TASK - The required output is every record, written out exactly.

SUPPLIED RECORDS -
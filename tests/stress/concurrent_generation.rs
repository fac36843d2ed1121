//! Stress test: many threads generate and parse keys at once. Nothing is
//! shared between calls, so every result must be independently valid and
//! no two generated keys may collide.

use std::collections::HashSet;
use std::sync::{Arc, Mutex};
use std::thread;

use wg_keys::crypto::{derive_public, is_clamped};
use wg_keys::{generate_key_pair, generate_pre_key, Key};

const THREADS: usize = 8;
const PER_THREAD: usize = 250;

#[test]
fn stress_concurrent_key_pairs_unique_and_consistent() {
    let seen = Arc::new(Mutex::new(HashSet::new()));

    let handles: Vec<_> = (0..THREADS)
        .map(|t| {
            let seen = Arc::clone(&seen);
            thread::spawn(move || {
                for i in 0..PER_THREAD {
                    let (private, public) = generate_key_pair(None)
                        .expect("generation should succeed")
                        .into_result()
                        .expect("fresh pair cannot fail");

                    let private_key = Key::from_base64(&private).unwrap();
                    assert!(is_clamped(private_key.as_bytes()), "thread {t} iter {i}");
                    assert_eq!(derive_public(&private_key).to_base64(), public);

                    let fresh = seen.lock().unwrap().insert(private);
                    assert!(fresh, "duplicate private key in thread {t} iter {i}");
                }
            })
        })
        .collect();

    for handle in handles {
        handle.join().expect("worker thread panicked");
    }

    assert_eq!(seen.lock().unwrap().len(), THREADS * PER_THREAD);
}

#[test]
fn stress_concurrent_pre_keys_unique() {
    let handles: Vec<_> = (0..THREADS)
        .map(|_| {
            thread::spawn(|| {
                (0..PER_THREAD)
                    .map(|_| generate_pre_key().expect("generation should succeed"))
                    .collect::<Vec<_>>()
            })
        })
        .collect();

    let mut all = HashSet::new();
    for handle in handles {
        for psk in handle.join().expect("worker thread panicked") {
            assert!(all.insert(psk), "duplicate preshared key");
        }
    }
    assert_eq!(all.len(), THREADS * PER_THREAD);
}

#[test]
fn stress_concurrent_parse_same_key_is_deterministic() {
    let (private, public) = generate_key_pair(None).unwrap().into_result().unwrap();
    let private = Arc::new(private);

    let handles: Vec<_> = (0..THREADS)
        .map(|_| {
            let private = Arc::clone(&private);
            thread::spawn(move || {
                (0..PER_THREAD)
                    .map(|_| {
                        generate_key_pair(Some(&private))
                            .unwrap()
                            .public_key()
                            .map(str::to_owned)
                    })
                    .collect::<Vec<_>>()
            })
        })
        .collect();

    for handle in handles {
        for derived in handle.join().unwrap() {
            assert_eq!(derived.as_deref(), Some(public.as_str()));
        }
    }
}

RESPONSE -
filename tests/stress/concurrent_generation.rs
repository fac36843d2ed1121
//! Stress test: many threads generate and parse keys at once. Nothing is
//! shared between calls, so every result must be independently valid and
//! no two generated keys may collide.

use std::collections::HashSet;
use std::sync::{Arc, Mutex};
use std::thread;

use wg_keys::crypto::{derive_public, is_clamped};
use wg_keys::{generate_key_pair, generate_pre_key, Key};

const THREADS: usize = 8;
const PER_THREAD: usize = 250;

#[test]
fn stress_concurrent_key_pairs_unique_and_consistent() {
    let seen = Arc::new(Mutex::new(HashSet::new()));

    let handles: Vec<_> = (0..THREADS)
        .map(|t| {
            let seen = Arc::clone(&seen);
            thread::spawn(move || {
                for i in 0..PER_THREAD {
                    let (private, public) = generate_key_pair(None)
                        .expect("generation should succeed")
                        .into_result()
                        .expect("fresh pair cannot fail");

                    let private_key = Key::from_base64(&private).unwrap();
                    assert!(is_clamped(private_key.as_bytes()), "thread {t} iter {i}");
                    assert_eq!(derive_public(&private_key).to_base64(), public);

                    let fresh = seen.lock().unwrap().insert(private);
                    assert!(fresh, "duplicate private key in thread {t} iter {i}");
                }
            })
        })
        .collect();

    for handle in handles {
        handle.join().expect("worker thread panicked");
    }

    assert_eq!(seen.lock().unwrap().len(), THREADS * PER_THREAD);
}

#[test]
fn stress_concurrent_pre_keys_unique() {
    let handles: Vec<_> = (0..THREADS)
        .map(|_| {
            thread::spawn(|| {
                (0..PER_THREAD)
                    .map(|_| generate_pre_key().expect("generation should succeed"))
                    .collect::<Vec<_>>()
            })
        })
        .collect();

    let mut all = HashSet::new();
    for handle in handles {
        for psk in handle.join().expect("worker thread panicked") {
            assert!(all.insert(psk), "duplicate preshared key");
        }
    }
    assert_eq!(all.len(), THREADS * PER_THREAD);
}

#[test]
fn stress_concurrent_parse_same_key_is_deterministic() {
    let (private, public) = generate_key_pair(None).unwrap().into_result().unwrap();
    let private = Arc::new(private);

    let handles: Vec<_> = (0..THREADS)
        .map(|_| {
            let private = Arc::clone(&private);
            thread::spawn(move || {
                (0..PER_THREAD)
                    .map(|_| {
                        generate_key_pair(Some(&private))
                            .unwrap()
                            .public_key()
                            .map(str::to_owned)
                    })
                    .collect::<Vec<_>>()
            })
        })
        .collect();

    for handle in handles {
        for derived in handle.join().unwrap() {
            assert_eq!(derived.as_deref(), Some(public.as_str()));
        }
    }
}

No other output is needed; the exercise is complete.